Records from a data source:

--

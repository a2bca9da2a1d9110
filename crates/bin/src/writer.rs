//! Turns a linked image into an ELF64 executable.
//!
//! The output is the bare minimum the loader needs: a file header, one
//! `PT_LOAD` program header per section group, and the group contents
//! placed so that file offsets and virtual addresses stay congruent
//! modulo the page size. No section headers are emitted; executables
//! do not need them.

use rivet_linker::image::Image;
use rivet_linker::ir::SectionKind;
use rivet_linker::LinkOutput;
use rivet_object::{LittleEndian, Number};

const FILE_HEADER_SIZE: usize = 64;
const PROGRAM_HEADER_SIZE: usize = 56;
const PAGE_SIZE: u64 = 0x1000;

const PF_X: u32 = 0x1;
const PF_W: u32 = 0x2;
const PF_R: u32 = 0x4;

/// The entry point: `_start` if defined, `entrypoint` as a fallback,
/// the image base otherwise.
fn entry_point(output: &LinkOutput) -> u64 {
    ["_start", "entrypoint"]
        .iter()
        .find_map(|name| {
            output.symbols.iter().find(|symbol| symbol.name == *name).map(|symbol| symbol.vaddr)
        })
        .unwrap_or(output.image.base)
}

fn flags(kind: SectionKind) -> u32 {
    match kind {
        SectionKind::Text => PF_R | PF_X,
        SectionKind::Rodata => PF_R,
        SectionKind::Data | SectionKind::Zero => PF_R | PF_W,
    }
}

/// The file offset a group is placed at.
///
/// The first page holds the headers; every group lands at its image
/// offset one page further, which keeps `p_offset ≡ p_vaddr (mod
/// page)` as the loader requires.
fn file_offset(image: &Image, vaddr: u64) -> u64 {
    (vaddr - image.base) + PAGE_SIZE
}

/// Serialize the linked image as an ELF64 executable.
pub(crate) fn write_executable(output: &LinkOutput) -> Vec<u8> {
    let image = &output.image;
    let loaded = &image.groups;

    let mut buffer = Vec::with_capacity(FILE_HEADER_SIZE + PAGE_SIZE as usize);

    // Magic.
    buffer.extend_from_slice(&[0x7f, b'E', b'L', b'F']);
    // 64-bit class.
    buffer.push(0x02);
    // Little endian.
    buffer.push(0x01);
    // Current version.
    buffer.push(0x01);
    // OS ABI: System V, plus padding.
    buffer.extend_from_slice(&[0x00; 9]);
    // File type: executable.
    buffer.extend_from_slice(&LittleEndian::write_u16(0x02));
    // Machine.
    buffer.extend_from_slice(&LittleEndian::write_u16(output.machine.code()));
    // Version, again.
    buffer.extend_from_slice(&LittleEndian::write_u32(0x01));
    // Entry point.
    buffer.extend_from_slice(&LittleEndian::write_u64(entry_point(output)));
    // Program headers, right after the file header.
    buffer.extend_from_slice(&LittleEndian::write_u64(FILE_HEADER_SIZE as u64));
    // No section headers.
    buffer.extend_from_slice(&LittleEndian::write_u64(0));
    // Processor flags.
    buffer.extend_from_slice(&LittleEndian::write_u32(0));
    // Header sizes and counts.
    buffer.extend_from_slice(&LittleEndian::write_u16(FILE_HEADER_SIZE as u16));
    buffer.extend_from_slice(&LittleEndian::write_u16(PROGRAM_HEADER_SIZE as u16));
    buffer.extend_from_slice(&LittleEndian::write_u16(loaded.len() as u16));
    buffer.extend_from_slice(&LittleEndian::write_u16(0)); // e_shentsize
    buffer.extend_from_slice(&LittleEndian::write_u16(0)); // e_shnum
    buffer.extend_from_slice(&LittleEndian::write_u16(0)); // e_shstrndx

    // One PT_LOAD per group. Zero groups occupy memory but no file
    // bytes.
    for group in loaded {
        let in_file = if group.kind == SectionKind::Zero { 0 } else { group.size };

        // Segment type: PT_LOAD.
        buffer.extend_from_slice(&LittleEndian::write_u32(0x01));
        // Flags.
        buffer.extend_from_slice(&LittleEndian::write_u32(flags(group.kind)));
        // File offset.
        buffer.extend_from_slice(&LittleEndian::write_u64(file_offset(image, group.vaddr)));
        // Virtual and physical address.
        buffer.extend_from_slice(&LittleEndian::write_u64(group.vaddr));
        buffer.extend_from_slice(&LittleEndian::write_u64(group.vaddr));
        // Size in the file, size in memory.
        buffer.extend_from_slice(&LittleEndian::write_u64(in_file));
        buffer.extend_from_slice(&LittleEndian::write_u64(group.size));
        // Alignment.
        buffer.extend_from_slice(&LittleEndian::write_u64(PAGE_SIZE));
    }

    // Group contents, at their congruent offsets.
    for group in loaded {
        if group.kind == SectionKind::Zero {
            continue;
        }

        let offset = file_offset(image, group.vaddr) as usize;
        if buffer.len() < offset {
            buffer.resize(offset, 0);
        }
        buffer.extend_from_slice(&group.content);
    }

    buffer
}
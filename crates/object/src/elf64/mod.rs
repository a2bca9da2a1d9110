//! ELF64 record parsers.
//!
//! The types in this module mirror the System V ABI structures
//! (`Ehdr64`, `Shdr64`, `Sym64`, `Rela64`) field for field; semantic
//! interpretation (which sections to keep, how symbols merge) lives in
//! the linker front-end.

use bstr::BStr;

use crate::Input;

mod file;
mod rela;
mod section;
mod symbol;

pub use file::*;
pub use rela::*;
pub use section::*;
pub use symbol::*;

/// Machine architecture of an object file, from `e_machine`.
#[derive(Debug, Clone, Copy, PartialEq, Eq, Hash)]
pub enum Machine {
    /// AMD x86-64.
    X86_64,
    /// Arm 64-bit (Armv8/AArch64).
    Aarch64,
    /// Any architecture this linker has no name for.
    Other(u16),
}

impl Machine {
    pub(crate) fn from_code(code: u16) -> Self {
        match code {
            0x3e => Self::X86_64,
            0xb7 => Self::Aarch64,
            code => Self::Other(code),
        }
    }

    /// The `e_machine` code of this architecture.
    pub fn code(self) -> u16 {
        match self {
            Self::X86_64 => 0x3e,
            Self::Aarch64 => 0xb7,
            Self::Other(code) => code,
        }
    }
}

impl std::fmt::Display for Machine {
    fn fmt(&self, formatter: &mut std::fmt::Formatter<'_>) -> std::fmt::Result {
        match self {
            Self::X86_64 => write!(formatter, "x86-64"),
            Self::Aarch64 => write!(formatter, "aarch64"),
            Self::Other(code) => write!(formatter, "machine {code:#x}"),
        }
    }
}

/// Slice the bytes of a table of `count` fixed-size entries out of
/// `file`, bounds-checked.
pub fn table_slice(file: Input<'_>, offset: u64, count: u64, entry_size: u64) -> Option<Input<'_>> {
    let offset = usize::try_from(offset).ok()?;
    let length = usize::try_from(count.checked_mul(entry_size)?).ok()?;

    file.get(offset..offset.checked_add(length)?)
}

/// Look up the NUL-terminated string starting at `offset` in a string
/// table.
///
/// The result is a byte string; ELF does not promise UTF-8.
pub fn string_at(strtab: Input<'_>, offset: usize) -> Option<&BStr> {
    let tail = strtab.get(offset..)?;
    let end = tail.iter().position(|byte| *byte == 0x00)?;

    Some(BStr::new(&tail[..end]))
}

#[cfg(test)]
mod tests {
    use super::*;

    #[test]
    fn test_machine_codes() {
        assert_eq!(Machine::from_code(0x3e), Machine::X86_64);
        assert_eq!(Machine::from_code(0xb7), Machine::Aarch64);
        assert_eq!(Machine::from_code(0x08), Machine::Other(0x08));

        for machine in [Machine::X86_64, Machine::Aarch64, Machine::Other(0xf3)] {
            assert_eq!(Machine::from_code(machine.code()), machine);
        }
    }

    #[test]
    fn test_table_slice() {
        let file: &[u8] = &[0, 1, 2, 3, 4, 5, 6, 7];

        assert_eq!(table_slice(file, 2, 3, 2), Some(&file[2..8]));
        assert_eq!(table_slice(file, 2, 4, 2), None);
        assert_eq!(table_slice(file, 8, 0, 2), Some(&[] as &[u8]));
        assert_eq!(table_slice(file, 9, 0, 2), None);
        assert_eq!(table_slice(file, 0, u64::MAX, 2), None);
    }

    #[test]
    fn test_string_at() {
        let strtab: &[u8] = b"\0foo\0bar\0";

        assert_eq!(string_at(strtab, 0), Some(BStr::new("")));
        assert_eq!(string_at(strtab, 1), Some(BStr::new("foo")));
        assert_eq!(string_at(strtab, 3), Some(BStr::new("o")));
        assert_eq!(string_at(strtab, 5), Some(BStr::new("bar")));
        assert_eq!(string_at(strtab, 9), None);
        // Unterminated tail.
        assert_eq!(string_at(b"abc", 0), None);
    }
}
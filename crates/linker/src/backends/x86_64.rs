//! The x86-64 relocation back-end.
//!
//! Only the relocation types a static link of position-dependent code
//! produces are implemented. `PLT32` is applied exactly like `PC32`:
//! with no dynamic linking there is no PLT, and the call site ends up
//! pointing straight at the function.

use rivet_object::{elf64::Machine, Endianness, LittleEndian, Number};

use crate::backend::{Backend, BackendError};

/// `R_X86_64_64`: absolute 64-bit.
pub const R_X86_64_64: u32 = 1;
/// `R_X86_64_PC32`: 32-bit displacement from the end of the field.
pub const R_X86_64_PC32: u32 = 2;
/// `R_X86_64_PLT32`: call through the PLT; static links resolve it as
/// [`R_X86_64_PC32`].
pub const R_X86_64_PLT32: u32 = 4;
/// `R_X86_64_32`: absolute 32-bit, zero-extended.
pub const R_X86_64_32: u32 = 10;
/// `R_X86_64_32S`: absolute 32-bit, sign-extended.
pub const R_X86_64_32S: u32 = 11;

/// The x86-64 back-end.
pub struct X86_64;

impl X86_64 {
    fn patch(content: &mut [u8], offset: u64, bytes: &[u8]) -> Result<(), BackendError> {
        let start = usize::try_from(offset).map_err(|_| BackendError::OutOfRange { offset })?;

        content
            .get_mut(start..start + bytes.len())
            .ok_or(BackendError::OutOfRange { offset })?
            .copy_from_slice(bytes);

        Ok(())
    }
}

impl Backend for X86_64 {
    fn name(&self) -> &'static str {
        "x86-64"
    }

    fn machine(&self) -> Machine {
        Machine::X86_64
    }

    fn cpu_alignment(&self) -> u64 {
        16
    }

    fn endianness(&self) -> Endianness {
        Endianness::Little
    }

    fn width(&self, r#type: u32) -> Option<u64> {
        match r#type {
            R_X86_64_64 => Some(8),
            R_X86_64_PC32 | R_X86_64_PLT32 | R_X86_64_32 | R_X86_64_32S => Some(4),
            _ => None,
        }
    }

    fn apply(
        &self,
        content: &mut [u8],
        offset: u64,
        section_vaddr: u64,
        target_vaddr: u64,
        addend: i64,
        r#type: u32,
    ) -> Result<(), BackendError> {
        // Wide enough that no combination of operands wraps.
        let target = target_vaddr as i128;
        let addend = addend as i128;

        match r#type {
            R_X86_64_64 => {
                let value = (target + addend) as u64;
                Self::patch(content, offset, &LittleEndian::write_u64(value))
            }

            R_X86_64_PC32 | R_X86_64_PLT32 => {
                let place = section_vaddr as i128 + offset as i128 + 4;
                let value = target + addend - place;
                let value = i32::try_from(value)
                    .map_err(|_| BackendError::Overflow { computed: value, bits: 32 })?;

                Self::patch(content, offset, &LittleEndian::write_u32(value as u32))
            }

            R_X86_64_32 => {
                let value = target + addend;
                let value = u32::try_from(value)
                    .map_err(|_| BackendError::Overflow { computed: value, bits: 32 })?;

                Self::patch(content, offset, &LittleEndian::write_u32(value))
            }

            R_X86_64_32S => {
                let value = target + addend;
                let value = i32::try_from(value)
                    .map_err(|_| BackendError::Overflow { computed: value, bits: 32 })?;

                Self::patch(content, offset, &LittleEndian::write_u32(value as u32))
            }

            unknown => Err(BackendError::UnknownType(unknown)),
        }
    }
}
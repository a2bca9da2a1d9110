//! The hierarchical diagnostic sink.
//!
//! Every stage of the pipeline runs inside a stack of [`Frame`]s
//! describing where it currently is (file, section, symbol, offset).
//! Records emitted through the [`Reporter`] carry the rendered stack
//! as a prefix, so `warning: …` becomes
//! `libx.a(b.o): .text+0x12: warning: …` without each call site
//! threading the context through by hand.
//!
//! Frames are pushed with [`Reporter::scope`], which returns an RAII
//! guard; the pop happens on drop, on every exit path including `?`.
//! Records are routed to the [`log`] facade; the executable decides
//! what is shown.

use std::{cell::RefCell, fmt, rc::Rc};

/// Severity of a diagnostic record.
#[derive(Debug, Clone, Copy, PartialEq, Eq, PartialOrd, Ord)]
pub enum Level {
    /// The pipeline cannot continue.
    Fatal,
    /// The link will fail, but diagnosis continues.
    Error,
    /// Suspicious input; the link still succeeds.
    Warning,
    /// Notable but harmless input.
    Notice,
    /// Progress information.
    Info,
    /// Details useful when debugging the linker.
    Debug,
    /// Step-by-step tracing.
    Trace,
}

impl Level {
    fn log_level(self) -> log::Level {
        match self {
            Self::Fatal | Self::Error => log::Level::Error,
            Self::Warning => log::Level::Warn,
            Self::Notice | Self::Info => log::Level::Info,
            Self::Debug => log::Level::Debug,
            Self::Trace => log::Level::Trace,
        }
    }
}

/// One entry of the diagnostic context stack.
#[derive(Debug, Clone, Default, PartialEq, Eq)]
pub struct Frame {
    /// Display name of the file being worked on.
    pub file: Option<String>,
    /// Name of the section being worked on.
    pub section: Option<String>,
    /// Name of the symbol being worked on.
    pub symbol: Option<String>,
    /// Offset within the section.
    pub offset: Option<u64>,
}

impl Frame {
    /// A frame naming a file.
    pub fn file(name: impl Into<String>) -> Self {
        Self { file: Some(name.into()), ..Self::default() }
    }

    /// A frame naming a section.
    pub fn section(name: impl Into<String>) -> Self {
        Self { section: Some(name.into()), ..Self::default() }
    }

    /// A frame naming a symbol.
    pub fn symbol(name: impl Into<String>) -> Self {
        Self { symbol: Some(name.into()), ..Self::default() }
    }

    /// Attach an offset to the frame.
    pub fn at(mut self, offset: u64) -> Self {
        self.offset = Some(offset);
        self
    }
}

impl fmt::Display for Frame {
    fn fmt(&self, formatter: &mut fmt::Formatter<'_>) -> fmt::Result {
        let mut separate = false;

        if let Some(file) = &self.file {
            write!(formatter, "{file}")?;
            separate = true;
        }

        if let Some(section) = &self.section {
            if separate {
                write!(formatter, ": ")?;
            }
            write!(formatter, "{section}")?;
            if let Some(offset) = self.offset {
                write!(formatter, "+{offset:#x}")?;
            }
            separate = true;
        }

        if let Some(symbol) = &self.symbol {
            if separate {
                write!(formatter, ": ")?;
            }
            write!(formatter, "`{symbol}`")?;
        }

        Ok(())
    }
}

/// The diagnostic sink.
///
/// Cloning is cheap and clones share the same context stack, which is
/// what lets an RAII guard outlive the borrow it was created from.
/// Single-threaded, like the rest of the pipeline.
#[derive(Debug, Clone, Default)]
pub struct Reporter {
    frames: Rc<RefCell<Vec<Frame>>>,
}

impl Reporter {
    /// Create a reporter with an empty context stack.
    pub fn new() -> Self {
        Self::default()
    }

    /// Push `frame` onto the context stack until the returned guard is
    /// dropped.
    #[must_use = "the frame is popped when the guard drops"]
    pub fn scope(&self, frame: Frame) -> FrameGuard {
        self.frames.borrow_mut().push(frame);
        FrameGuard { reporter: self.clone() }
    }

    /// Current depth of the context stack.
    pub fn depth(&self) -> usize {
        self.frames.borrow().len()
    }

    /// Emit one record at `level`.
    pub fn emit(&self, level: Level, message: impl fmt::Display) {
        let frames = self.frames.borrow();
        let prefix = frames
            .iter()
            .map(ToString::to_string)
            .filter(|rendered| !rendered.is_empty())
            .collect::<Vec<_>>()
            .join(": ");

        if prefix.is_empty() {
            log::log!(target: "rivet", level.log_level(), "{message}");
        } else {
            log::log!(target: "rivet", level.log_level(), "{prefix}: {message}");
        }
    }

    /// Emit a [`Level::Fatal`] record.
    pub fn fatal(&self, message: impl fmt::Display) {
        self.emit(Level::Fatal, message);
    }

    /// Emit a [`Level::Error`] record.
    pub fn error(&self, message: impl fmt::Display) {
        self.emit(Level::Error, message);
    }

    /// Emit a [`Level::Warning`] record.
    pub fn warning(&self, message: impl fmt::Display) {
        self.emit(Level::Warning, message);
    }

    /// Emit a [`Level::Notice`] record.
    pub fn notice(&self, message: impl fmt::Display) {
        self.emit(Level::Notice, message);
    }

    /// Emit a [`Level::Info`] record.
    pub fn info(&self, message: impl fmt::Display) {
        self.emit(Level::Info, message);
    }

    /// Emit a [`Level::Debug`] record.
    pub fn debug(&self, message: impl fmt::Display) {
        self.emit(Level::Debug, message);
    }

    /// Emit a [`Level::Trace`] record.
    pub fn trace(&self, message: impl fmt::Display) {
        self.emit(Level::Trace, message);
    }
}

/// Guard popping one [`Frame`] when dropped.
pub struct FrameGuard {
    reporter: Reporter,
}

impl Drop for FrameGuard {
    fn drop(&mut self) {
        self.reporter.frames.borrow_mut().pop();
    }
}

#[cfg(test)]
mod tests {
    use super::*;

    #[test]
    fn test_scope_pops_on_drop() {
        let reporter = Reporter::new();
        assert_eq!(reporter.depth(), 0);

        {
            let _file = reporter.scope(Frame::file("a.o"));
            assert_eq!(reporter.depth(), 1);

            {
                let _section = reporter.scope(Frame::section(".text").at(4));
                assert_eq!(reporter.depth(), 2);
            }

            assert_eq!(reporter.depth(), 1);
        }

        assert_eq!(reporter.depth(), 0);
    }

    #[test]
    fn test_scope_pops_on_early_return() {
        fn fails_midway(reporter: &Reporter) -> Result<(), ()> {
            let _scope = reporter.scope(Frame::file("a.o"));
            Err(())?;
            Ok(())
        }

        let reporter = Reporter::new();
        assert!(fails_midway(&reporter).is_err());
        assert_eq!(reporter.depth(), 0);
    }

    #[test]
    fn test_frame_rendering() {
        assert_eq!(Frame::file("a.o").to_string(), "a.o");
        assert_eq!(Frame::section(".text").to_string(), ".text");
        assert_eq!(Frame::section(".text").at(0x12).to_string(), ".text+0x12");
        assert_eq!(Frame::symbol("main").to_string(), "`main`");

        let full = Frame {
            file: Some("a.o".into()),
            section: Some(".data".into()),
            symbol: Some("counter".into()),
            offset: Some(8),
        };
        assert_eq!(full.to_string(), "a.o: .data+0x8: `counter`");
    }

    #[test]
    fn test_clones_share_the_stack() {
        let reporter = Reporter::new();
        let clone = reporter.clone();

        let _scope = clone.scope(Frame::file("a.o"));

        assert_eq!(reporter.depth(), 1);
    }
}
//! The linker context: the arenas everything lives in, and the global
//! symbol map with its merge rule.

use bstr::{BStr, BString};

use rivet_collections::RbTree;

use crate::{
    diag::Reporter,
    ir::{Archive, Binding, FileId, ObjectFile, Section, SectionId, Symbol, SymbolId, SymbolState},
    Error,
};

/// The `name → symbol` map shared by the whole link.
///
/// At most one symbol per name; local symbols never enter.
#[derive(Debug, Default)]
pub struct Globals {
    map: RbTree<BString, SymbolId>,
}

impl Globals {
    /// The symbol registered under `name`.
    pub fn find(&self, name: &BStr) -> Option<SymbolId> {
        self.map.get(name).copied()
    }

    /// Iterate over `(name, symbol)` in name order.
    pub fn iter(&self) -> impl Iterator<Item = (&BStr, SymbolId)> {
        self.map.iter().map(|(name, id)| (name.as_ref(), *id))
    }

    /// Number of distinct global names.
    pub fn len(&self) -> usize {
        self.map.len()
    }

    /// Whether no global was registered yet.
    pub fn is_empty(&self) -> bool {
        self.map.is_empty()
    }
}

/// The root of the pipeline: owns every object file, section, symbol
/// and archive of one link.
///
/// `'a` is the lifetime of the input blobs; sections borrow their
/// contents from them until relocation.
#[derive(Debug, Default)]
pub struct Context<'a> {
    /// The diagnostic sink.
    pub reporter: Reporter,
    /// The global symbol map.
    pub globals: Globals,
    /// Input files whose symbols were not yet examined for archive
    /// demand loading.
    pub unprocessed: Vec<FileId>,
    /// Input files done with resolution.
    pub processed: Vec<FileId>,
    /// Attached archives. Released once resolution succeeds.
    pub archives: Vec<Archive<'a>>,
    files: Vec<ObjectFile>,
    sections: Vec<Section<'a>>,
    symbols: Vec<Symbol>,
}

impl<'a> Context<'a> {
    /// An empty context reporting through `reporter`.
    pub fn new(reporter: Reporter) -> Self {
        Self { reporter, ..Self::default() }
    }

    /// Register an object file shell.
    pub fn add_file(&mut self, file: ObjectFile) -> FileId {
        let id = FileId::new(self.files.len());
        self.files.push(file);
        id
    }

    /// Access an object file.
    pub fn file(&self, id: FileId) -> &ObjectFile {
        &self.files[id.index()]
    }

    /// Access an object file, mutably.
    pub fn file_mut(&mut self, id: FileId) -> &mut ObjectFile {
        &mut self.files[id.index()]
    }

    /// Number of object files (command-line inputs plus materialized
    /// archive members).
    pub fn file_count(&self) -> usize {
        self.files.len()
    }

    /// Register a section.
    pub fn add_section(&mut self, section: Section<'a>) -> SectionId {
        let id = SectionId::new(self.sections.len());
        self.sections.push(section);
        id
    }

    /// Access a section.
    pub fn section(&self, id: SectionId) -> &Section<'a> {
        &self.sections[id.index()]
    }

    /// Access a section, mutably.
    pub fn section_mut(&mut self, id: SectionId) -> &mut Section<'a> {
        &mut self.sections[id.index()]
    }

    /// Register a symbol without touching the global map. This is how
    /// local symbols come to exist.
    pub fn add_symbol(&mut self, symbol: Symbol) -> SymbolId {
        let id = SymbolId::new(self.symbols.len());
        self.symbols.push(symbol);
        id
    }

    /// Access a symbol.
    pub fn symbol(&self, id: SymbolId) -> &Symbol {
        &self.symbols[id.index()]
    }

    /// Access a symbol, mutably.
    pub fn symbol_mut(&mut self, id: SymbolId) -> &mut Symbol {
        &mut self.symbols[id.index()]
    }

    /// Iterate over every symbol id in the arena.
    pub fn symbol_ids(&self) -> impl Iterator<Item = SymbolId> {
        (0..self.symbols.len()).map(SymbolId::new)
    }

    /// The display name of the file providing a symbol's current
    /// state.
    pub fn definer_name(&self, symbol: &Symbol) -> String {
        symbol
            .definer
            .map_or_else(|| String::from("<unknown>"), |file| self.file(file).name.clone())
    }

    /// Register a non-local symbol in the global map.
    ///
    /// On a name collision the merge rule decides which state
    /// survives; the surviving symbol is updated in place, so every
    /// local table aliasing it observes the outcome. Returns the
    /// surviving id — the caller must store *that* in its local table.
    pub fn register_global(&mut self, incoming: Symbol) -> Result<SymbolId, Error> {
        debug_assert_ne!(incoming.binding, Binding::Local);

        match self.globals.find(incoming.name.as_ref()) {
            None => {
                let name = incoming.name.clone();
                let id = self.add_symbol(incoming);
                self.globals.map.insert(name, id);
                Ok(id)
            }

            Some(existing) => self.merge_global(existing, incoming),
        }
    }

    /// Overwrite the survivor with the incoming state, keeping the
    /// arena slot (and thus every alias) intact.
    fn adopt_incoming(&mut self, existing: SymbolId, incoming: Symbol) {
        let survivor = self.symbol_mut(existing);
        survivor.binding = incoming.binding;
        survivor.kind = incoming.kind;
        survivor.state = incoming.state;
        survivor.definer = incoming.definer;
    }

    fn merge_global(&mut self, existing_id: SymbolId, incoming: Symbol) -> Result<SymbolId, Error> {
        use SymbolState::{Common, Defined, Undefined};

        let existing = self.symbol(existing_id);

        match (existing.state, incoming.state) {
            // Two references: the demand is as strong as the stronger
            // binding.
            (Undefined, Undefined) => {
                if existing.binding == Binding::Weak && incoming.binding == Binding::Global {
                    self.symbol_mut(existing_id).binding = Binding::Global;
                }
            }

            // A reference meets a definition or a common.
            (Undefined, Common { .. } | Defined { .. }) => {
                self.adopt_incoming(existing_id, incoming);
            }

            // Nothing new.
            (_, Undefined) => {}

            (Common { size, align }, Common { size: incoming_size, align: incoming_align }) => {
                let survivor = self.symbol_mut(existing_id);
                survivor.state = Common {
                    size: size.max(incoming_size),
                    align: align.max(incoming_align),
                };
                if incoming.binding == Binding::Global {
                    survivor.binding = Binding::Global;
                }
            }

            // A real definition beats a tentative one.
            (Common { .. }, Defined { .. }) => {
                self.adopt_incoming(existing_id, incoming);
            }

            (Defined { .. }, Common { .. }) => {}

            (Defined { .. }, Defined { .. }) => match (existing.binding, incoming.binding) {
                (Binding::Weak, Binding::Global) => {
                    self.adopt_incoming(existing_id, incoming);
                }

                // Prefer-first among weaks; a strong definition
                // shrugs a weak one off.
                (_, Binding::Weak) => {}

                _ => {
                    return Err(Error::MultipleDefinition {
                        symbol: incoming.name.to_string(),
                        first: self.definer_name(existing),
                        second: self.definer_name(&incoming),
                    });
                }
            },
        }

        Ok(existing_id)
    }
}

--

ACTION ITEM: Output, please, only the lines running from the start of the entries through the line that contains "const PROGRAM_HEADER_SIZE: usize = 56;", including both of those lines.

THE COMPLETED TASK:
repository a2bca9da2a1d9110
filename crates/bin/src/writer.rs
//! Turns a linked image into an ELF64 executable.
//!
//! The output is the bare minimum the loader needs: a file header, one
//! `PT_LOAD` program header per section group, and the group contents
//! placed so that file offsets and virtual addresses stay congruent
//! modulo the page size. No section headers are emitted; executables
//! do not need them.

use rivet_linker::image::Image;
use rivet_linker::ir::SectionKind;
use rivet_linker::LinkOutput;
use rivet_object::{LittleEndian, Number};

const FILE_HEADER_SIZE: usize = 64;
const PROGRAM_HEADER_SIZE: usize = 56;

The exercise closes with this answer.